====== STORED DATA ======
use pharmacy_shared::{MediaVideoRequest, MediaVideoResponse, PaginatedResponse, VideoType};
use serde::{Deserialize, Serialize};
use sqlx::PgPool;
use std::str::FromStr;
use tracing::info;

use crate::error::AppError;
use crate::models::media::{MediaVideo, VideoFilter, VideoStatus};
use crate::models::page_window;

const ADMIN_VIDEOS_PER_PAGE: i64 = 12;

/// Storefront gallery, split the way the media page shows it
#[derive(Debug, Clone, Default, Serialize)]
pub struct MediaGallery {
    pub videos: Vec<MediaVideoResponse>,
    pub featured: Vec<MediaVideoResponse>,
    pub reels: Vec<MediaVideoResponse>,
    pub promos: Vec<MediaVideoResponse>,
    pub testimonials: Vec<MediaVideoResponse>,
}

impl MediaGallery {
    /// Group already-ordered active videos
    pub fn from_videos(videos: &[MediaVideo]) -> Self {
        let pick = |keep: &dyn Fn(&MediaVideo) -> bool| -> Vec<MediaVideoResponse> {
            videos.iter().filter(|v| keep(*v)).map(MediaVideo::to_response).collect()
        };

        Self {
            videos: pick(&|_| true),
            featured: pick(&|v| v.is_featured),
            reels: pick(&|v| v.video_type == VideoType::Reel),
            promos: pick(&|v| v.video_type == VideoType::Promo),
            testimonials: pick(&|v| v.video_type == VideoType::Testimonial),
        }
    }
}

#[derive(Debug, Clone, Default, Deserialize)]
pub struct VideoListParams {
    #[serde(rename = "type")]
    pub video_type: Option<String>,
    pub status: Option<String>,
    pub search: Option<String>,
    pub page: Option<i64>,
}

#[derive(Clone)]
pub struct MediaService {
    db_pool: PgPool,
}

impl MediaService {
    pub fn new(db_pool: PgPool) -> Self {
        Self { db_pool }
    }

    pub async fn gallery(&self) -> Result<MediaGallery, AppError> {
        let videos = MediaVideo::list_active(&self.db_pool).await?;
        Ok(MediaGallery::from_videos(&videos))
    }

    pub async fn list(&self, params: &VideoListParams) -> Result<PaginatedResponse<MediaVideoResponse>, AppError> {
        let (page, limit, offset) = page_window(params.page, ADMIN_VIDEOS_PER_PAGE);
        let filter = VideoFilter {
            video_type: params
                .video_type
                .as_deref()
                .filter(|t| !t.trim().is_empty())
                .and_then(|t| VideoType::from_str(t).ok()),
            status: params.status.as_deref().and_then(VideoStatus::parse),
            search: params.search.clone(),
            limit,
            offset,
        };

        let (videos, total) = MediaVideo::search(&self.db_pool, &filter).await?;
        Ok(PaginatedResponse::new(
            videos.iter().map(MediaVideo::to_response).collect(),
            total,
            page,
            limit,
        ))
    }

    pub async fn get(&self, id: i64) -> Result<MediaVideoResponse, AppError> {
        MediaVideo::find_by_id(&self.db_pool, id)
            .await?
            .map(|v| v.to_response())
            .ok_or_else(|| AppError::NotFound("Video not found".to_string()))
    }

    pub async fn create(&self, request: &MediaVideoRequest) -> Result<MediaVideoResponse, AppError> {
        let video = MediaVideo::create(&self.db_pool, request).await?;
        info!("Created media video {} ({})", video.id, video.title);
        Ok(video.to_response())
    }

    pub async fn update(&self, id: i64, request: &MediaVideoRequest) -> Result<MediaVideoResponse, AppError> {
        MediaVideo::update(&self.db_pool, id, request)
            .await?
            .map(|v| v.to_response())
            .ok_or_else(|| AppError::NotFound("Video not found".to_string()))
    }

    pub async fn delete(&self, id: i64) -> Result<(), AppError> {
        if !MediaVideo::delete(&self.db_pool, id).await? {
            return Err(AppError::NotFound("Video not found".to_string()));
        }
        info!("Deleted media video {}", id);
        Ok(())
    }
}
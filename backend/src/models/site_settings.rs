use chrono::{DateTime, Utc};
use pharmacy_shared::SITE_SETTINGS_ID;
use serde::{Deserialize, Serialize};
use sqlx::{FromRow, PgPool};

use crate::error::AppError;

const SETTINGS_COLUMNS: &str = "id, facebook_url, instagram_url, youtube_url, twitter_url, linkedin_url, \
    whatsapp_number, website_url, created_at, updated_at";

/// Site-wide social links. There is exactly one row, id 1.
#[derive(Debug, Clone, FromRow, Serialize, Deserialize)]
pub struct SiteSettings {
    pub id: i32,
    pub facebook_url: Option<String>,
    pub instagram_url: Option<String>,
    pub youtube_url: Option<String>,
    pub twitter_url: Option<String>,
    pub linkedin_url: Option<String>,
    pub whatsapp_number: Option<String>,
    pub website_url: Option<String>,
    pub created_at: DateTime<Utc>,
    pub updated_at: DateTime<Utc>,
}

/// Cleaned values ready to be stored
#[derive(Debug, Clone, Default, PartialEq, Eq)]
pub struct SettingsUpdate {
    pub facebook_url: Option<String>,
    pub instagram_url: Option<String>,
    pub youtube_url: Option<String>,
    pub twitter_url: Option<String>,
    pub linkedin_url: Option<String>,
    pub whatsapp_number: Option<String>,
    pub website_url: Option<String>,
}

impl SiteSettings {
    /// Load the settings row, creating the empty record on first use
    pub async fn get_or_create(pool: &PgPool) -> Result<Self, AppError> {
        sqlx::query("INSERT INTO site_settings (id) VALUES ($1) ON CONFLICT (id) DO NOTHING")
            .bind(SITE_SETTINGS_ID)
            .execute(pool)
            .await?;

        let sql = format!("SELECT {} FROM site_settings WHERE id = $1", SETTINGS_COLUMNS);
        let settings = sqlx::query_as::<_, SiteSettings>(&sql)
            .bind(SITE_SETTINGS_ID)
            .fetch_one(pool)
            .await?;

        Ok(settings)
    }

    pub async fn save(pool: &PgPool, update: &SettingsUpdate) -> Result<Self, AppError> {
        let sql = format!(
            r#"
            INSERT INTO site_settings (id, facebook_url, instagram_url, youtube_url, twitter_url,
                linkedin_url, whatsapp_number, website_url)
            VALUES ($1, $2, $3, $4, $5, $6, $7, $8)
            ON CONFLICT (id) DO UPDATE SET
                facebook_url = EXCLUDED.facebook_url,
                instagram_url = EXCLUDED.instagram_url,
                youtube_url = EXCLUDED.youtube_url,
                twitter_url = EXCLUDED.twitter_url,
                linkedin_url = EXCLUDED.linkedin_url,
                whatsapp_number = EXCLUDED.whatsapp_number,
                website_url = EXCLUDED.website_url,
                updated_at = NOW()
            RETURNING {}
            "#,
            SETTINGS_COLUMNS
        );

        let settings = sqlx::query_as::<_, SiteSettings>(&sql)
            .bind(SITE_SETTINGS_ID)
            .bind(&update.facebook_url)
            .bind(&update.instagram_url)
            .bind(&update.youtube_url)
            .bind(&update.twitter_url)
            .bind(&update.linkedin_url)
            .bind(&update.whatsapp_number)
            .bind(&update.website_url)
            .fetch_one(pool)
            .await?;

        Ok(settings)
    }
}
======
▶ WHAT IS BEING ASKED:
Out of the data above, set down the lines from the one with "pub async fn create(&self, request: &MediaVideoRequest)" to the one with "if !MediaVideo::delete(&self.db_pool, id).await?", both included, exactly as written and with no additions.

▶ ANSWER TO THIS TASK:
    pub async fn create(&self, request: &MediaVideoRequest) -> Result<MediaVideoResponse, AppError> {
        let video = MediaVideo::create(&self.db_pool, request).await?;
        info!("Created media video {} ({})", video.id, video.title);
        Ok(video.to_response())
    }

    pub async fn update(&self, id: i64, request: &MediaVideoRequest) -> Result<MediaVideoResponse, AppError> {
        MediaVideo::update(&self.db_pool, id, request)
            .await?
            .map(|v| v.to_response())
            .ok_or_else(|| AppError::NotFound("Video not found".to_string()))
    }

    pub async fn delete(&self, id: i64) -> Result<(), AppError> {
        if !MediaVideo::delete(&self.db_pool, id).await? {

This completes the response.